PCS mobile inspection forms.

That is where firms like Metairie, LA-based Project Consulting Services (PCS®) come in, offering software solutions that change the whole inspection role from one of documentation to a faster, real-time task of data collection. PCS has focused on pipeline and related energy construction projects for its tool, Mobile Inspection FormsTM (MIF), but it is applicable to operations in which the recordkeeping for safety/reliability testing makes it imperative the chances of human error can be virtually eliminated.

“The technology is available to any inspection project, but we believe it is critical to the future of pipeline construction and have incorporated it into all PCS inspection projects at no additional cost when using our inspectors,” said Buddy Belcher, PCS inspection manager.

What PCS and other providers of mobile platforms attempt to do is make them supportable for various mobile-operating systems from Apple iOS, Android and Windows tablets, among other devices. Field inspectors can leave their laptops in the truck or office. Operators are more frequently looking for a standalone mobile tool that all inspectors can deploy effectively on any particular project. They want to ultimately depend on their own resources without needing to retain a third party to implement the paperless system.

“It is definitely an important feature of construction now, mainly in terms of documenting the as-built conditions of pipelines,” said Max Toch, lead at the Pipeline Research Council International’s Design, Materials and Construction Committee. Toch calls himself an “office guy” who can look at the new technology from a theoretical standpoint and “see huge value.”

“It is definitely something that is going to be industry-wide shortly,” said Brett Greenwalt, a seasoned inspector, who worked last fall with San Antonio, TX-based Patriot Inspection on a 24-inch gas pipeline expansion project by Energy Transfer Partners in the Marcellus. “It is easy for an organization as a whole to chart the progress of a job.”

Personally, Greenwalt’s initial experience with the system was not good, but he said within a short time he fully embraced it. “In a few weeks, I began to depend on it; I love it.” As he stands back now, Greenwalt said his initial negativity was simply because “it was different” and he was resisting the change at first. ‘It [the start-up problem] was more me than anything; I had to learn something different.”

He and a Patriot colleague, welding inspector Russell Plantt, said they feel they have used the mobile recording devices as part of a first-time use at Energy Transfer. As such, they supplied a lot of feedback that allowed changes and permitted the midstream company to better adapt the technology to its unique methods of operations. They were not causing changes in the technology’s functionality, only in its adaptation, and in that sense the initial use of MIF was a beta test for Energy Transfer. Ultimately, the software has proven flexible and adaptive, they say.
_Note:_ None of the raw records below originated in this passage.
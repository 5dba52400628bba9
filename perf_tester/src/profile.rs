//!
//! The run profile.
//!

use std::path::Path;

///
/// The run profile, tuning the duration and extent of the workloads.
///
#[derive(Debug, Clone, PartialEq, serde::Serialize, serde::Deserialize)]
#[serde(default, deny_unknown_fields)]
pub struct Profile {
    /// The duration of a single measurement in seconds.
    pub runtime: u64,
    /// The maximal number of rounds of the steady state tests.
    pub max_rounds: usize,
    /// The number of rounds the steady state is evaluated over.
    pub steady_state_window: usize,
    /// Whether to precondition the target before the steady state tests.
    pub precondition: bool,
    /// The duration of a single write saturation round in seconds.
    pub write_saturation_runtime: u64,
    /// The maximal number of write saturation rounds.
    pub write_saturation_max_rounds: usize,
    /// The write saturation stops after writing this many times the capacity.
    pub capacity_factor: u64,
    /// The IO depths of the IO depth sweep.
    pub io_depths: Vec<u32>,
    /// The number of rounds of the rotating-disk IOPS test.
    pub hdd_rounds: usize,
    /// The number of regions the rotating-disk throughput test splits the target into.
    pub hdd_regions: usize,
}

impl Default for Profile {
    fn default() -> Self {
        Self {
            runtime: 60,
            max_rounds: 25,
            steady_state_window: 5,
            precondition: true,
            write_saturation_runtime: 60,
            write_saturation_max_rounds: 1440,
            capacity_factor: 4,
            io_depths: vec![1, 2, 4, 8, 16, 32, 64],
            hdd_rounds: 1,
            hdd_regions: 128,
        }
    }
}

impl Profile {
    ///
    /// Checks the profile values.
    ///
    pub fn validate(self) -> anyhow::Result<Self> {
        if self.runtime == 0 || self.write_saturation_runtime == 0 {
            anyhow::bail!("The measurement runtime must be positive");
        }
        if self.max_rounds == 0 || self.write_saturation_max_rounds == 0 || self.hdd_rounds == 0 {
            anyhow::bail!("The number of rounds must be positive");
        }
        if self.steady_state_window < 2 {
            anyhow::bail!(
                "The steady state window must span at least 2 rounds, found {}",
                self.steady_state_window
            );
        }
        if self.io_depths.is_empty() || self.io_depths.contains(&0) {
            anyhow::bail!("The IO depths must be a non-empty list of positive values");
        }
        if self.hdd_regions == 0 {
            anyhow::bail!("The number of disk regions must be positive");
        }
        Ok(self)
    }
}

impl TryFrom<&Path> for Profile {
    type Error = anyhow::Error;

    fn try_from(path: &Path) -> Result<Self, Self::Error> {
        let text = std::fs::read_to_string(path)
            .map_err(|error| anyhow::anyhow!("Profile file {path:?} reading: {error}"))?;
        let profile: Self = serde_json::from_str(text.as_str())
            .map_err(|error| anyhow::anyhow!("Profile file {path:?} parsing: {error}"))?;
        profile.validate()
    }
}
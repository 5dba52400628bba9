//!
//! The IO depth test result.
//!

use crate::model::pattern::Pattern;
use crate::util;

///
/// The IOPS matrix of a single access pattern.
///
#[derive(Debug, Clone, PartialEq, serde::Serialize, serde::Deserialize)]
#[serde(deny_unknown_fields)]
pub struct Series {
    /// The access pattern.
    pub pattern: Pattern,
    /// The IOPS, one row per IO depth, one column per block size.
    pub values: Vec<Vec<f64>>,
}

///
/// The IO depth test result.
///
#[derive(Debug, Clone, PartialEq, serde::Serialize, serde::Deserialize)]
#[serde(deny_unknown_fields)]
pub struct IoDepthResult {
    /// The IO depths, one per series row.
    pub io_depths: Vec<u32>,
    /// The block sizes in bytes, one per series column.
    pub block_sizes: Vec<u64>,
    /// The measured series.
    pub series: Vec<Series>,
}

impl IoDepthResult {
    ///
    /// Returns the series of `pattern`.
    ///
    pub fn series(&self, pattern: Pattern) -> Option<&Series> {
        self.series.iter().find(|series| series.pattern == pattern)
    }

    ///
    /// Checks that every series is an IO depth by block size matrix.
    ///
    pub fn validate(&self) -> anyhow::Result<()> {
        for series in self.series.iter() {
            util::check_matrix(
                series.values.as_slice(),
                self.io_depths.len(),
                self.block_sizes.len(),
            )
            .map_err(|error| anyhow::anyhow!("Series `{}`: {error}", series.pattern))?;
        }
        Ok(())
    }
}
“For me, it is time and efficiency,” said Plantt, a 20-year pipeline veteran who has been an inspector the past three years. “Everything is addressed in the system from welding procedures and safety requirements. If there is something that changes you’re able to download photographs into the report. That’s a real time-savings aspect, and that helps your chief and his boss.”

While most regulators in 2016 are still not requiring real-time data even though it can be readily produced, these same regulators are more than ever focused on accuracy and completeness in pipeline records. Just ask a major utility such as San Francisco-based Pacific Gas and Electric Co. (PG&E) learned last fall when it was called out by the California Public Utilities Commission (CPUC) for repeated recordkeeping problems that compromised the multibillion-dollar combination utility’s natural gas pipeline safety. At year-end it was facing possible fines and penalties.

Vogt
Vogt

Mobile forms can minimize, if not eliminate, this sort of problem from developing. “Regulators do not require the real-time nature of data, but the real-time nature allows for more expedient quality checks that ultimately result in improvements in what the regulators do require – accuracy, completeness and quality,” said PCS’s Brett Vogt.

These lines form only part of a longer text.